BEGIN
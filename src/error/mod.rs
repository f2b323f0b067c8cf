//! Error handling for the no-show analysis.

pub mod util;

use std::io;
use std::path::{Path, PathBuf};

use arrow::error::ArrowError;
use parquet::errors::ParquetError;

/// Errors that can occur while loading, cleaning or analysing appointments
#[derive(Debug, thiserror::Error)]
pub enum NoShowError {
    /// Error opening, reading or writing a file
    #[error("IO error at {path}: {source}")]
    IoError {
        /// Path the operation was working on
        path: PathBuf,
        /// Underlying IO error
        #[source]
        source: io::Error,
    },

    /// Error from the Arrow CSV reader/writer or compute kernels
    #[error("Arrow error: {0}")]
    ArrowError(#[from] ArrowError),

    /// Error processing Parquet data
    #[error("Parquet error: {0}")]
    ParquetError(#[from] ParquetError),

    /// Error converting between record batches and typed rows
    #[error("Conversion error: {0}")]
    ConversionError(#[from] serde_arrow::Error),

    /// The input table does not have the expected layout
    #[error("Schema error: {0}")]
    SchemaError(String),

    /// A row could not be coerced into a typed appointment
    #[error("Validation error: {0}")]
    ValidationError(String),

    /// A statistic or test was asked for with data it cannot handle
    #[error("Statistics error: {0}")]
    StatisticsError(String),

    /// Invalid or unreadable configuration
    #[error("Configuration error: {0}")]
    ConfigError(String),

    /// Failure rendering a chart
    #[error("Plot error: {0}")]
    PlotError(String),

    /// Failure serializing the report
    #[error("Serialization error: {0}")]
    SerializationError(#[from] serde_json::Error),
}

impl NoShowError {
    /// Wrap an IO error together with the path it concerns
    pub fn io(path: impl AsRef<Path>, source: io::Error) -> Self {
        Self::IoError {
            path: path.as_ref().to_path_buf(),
            source,
        }
    }

    /// Shorthand for a validation error
    pub fn validation(msg: impl Into<String>) -> Self {
        Self::ValidationError(msg.into())
    }

    /// Shorthand for a statistics precondition failure
    pub fn statistics(msg: impl Into<String>) -> Self {
        Self::StatisticsError(msg.into())
    }
}

impl From<rayon::ThreadPoolBuildError> for NoShowError {
    fn from(error: rayon::ThreadPoolBuildError) -> Self {
        Self::ConfigError(format!("Failed to build thread pool: {error}"))
    }
}

impl From<toml::de::Error> for NoShowError {
    fn from(error: toml::de::Error) -> Self {
        Self::ConfigError(error.to_string())
    }
}

/// Result type for analysis operations
pub type Result<T> = std::result::Result<T, NoShowError>;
END
Return every record above exactly as written.

● **EXPECTED ANSWER**:
filename src/error/mod.rs
repository f2b323f0b067c8cf
//! Error handling for the no-show analysis.

pub mod util;

use std::io;
use std::path::{Path, PathBuf};

use arrow::error::ArrowError;
use parquet::errors::ParquetError;

/// Errors that can occur while loading, cleaning or analysing appointments
#[derive(Debug, thiserror::Error)]
pub enum NoShowError {
    /// Error opening, reading or writing a file
    #[error("IO error at {path}: {source}")]
    IoError {
        /// Path the operation was working on
        path: PathBuf,
        /// Underlying IO error
        #[source]
        source: io::Error,
    },

    /// Error from the Arrow CSV reader/writer or compute kernels
    #[error("Arrow error: {0}")]
    ArrowError(#[from] ArrowError),

    /// Error processing Parquet data
    #[error("Parquet error: {0}")]
    ParquetError(#[from] ParquetError),

    /// Error converting between record batches and typed rows
    #[error("Conversion error: {0}")]
    ConversionError(#[from] serde_arrow::Error),

    /// The input table does not have the expected layout
    #[error("Schema error: {0}")]
    SchemaError(String),

    /// A row could not be coerced into a typed appointment
    #[error("Validation error: {0}")]
    ValidationError(String),

    /// A statistic or test was asked for with data it cannot handle
    #[error("Statistics error: {0}")]
    StatisticsError(String),

    /// Invalid or unreadable configuration
    #[error("Configuration error: {0}")]
    ConfigError(String),

    /// Failure rendering a chart
    #[error("Plot error: {0}")]
    PlotError(String),

    /// Failure serializing the report
    #[error("Serialization error: {0}")]
    SerializationError(#[from] serde_json::Error),
}

impl NoShowError {
    /// Wrap an IO error together with the path it concerns
    pub fn io(path: impl AsRef<Path>, source: io::Error) -> Self {
        Self::IoError {
            path: path.as_ref().to_path_buf(),
            source,
        }
    }

    /// Shorthand for a validation error
    pub fn validation(msg: impl Into<String>) -> Self {
        Self::ValidationError(msg.into())
    }

    /// Shorthand for a statistics precondition failure
    pub fn statistics(msg: impl Into<String>) -> Self {
        Self::StatisticsError(msg.into())
    }
}

impl From<rayon::ThreadPoolBuildError> for NoShowError {
    fn from(error: rayon::ThreadPoolBuildError) -> Self {
        Self::ConfigError(format!("Failed to build thread pool: {error}"))
    }
}

impl From<toml::de::Error> for NoShowError {
    fn from(error: toml::de::Error) -> Self {
        Self::ConfigError(error.to_string())
    }
}

/// Result type for analysis operations
pub type Result<T> = std::result::Result<T, NoShowError>;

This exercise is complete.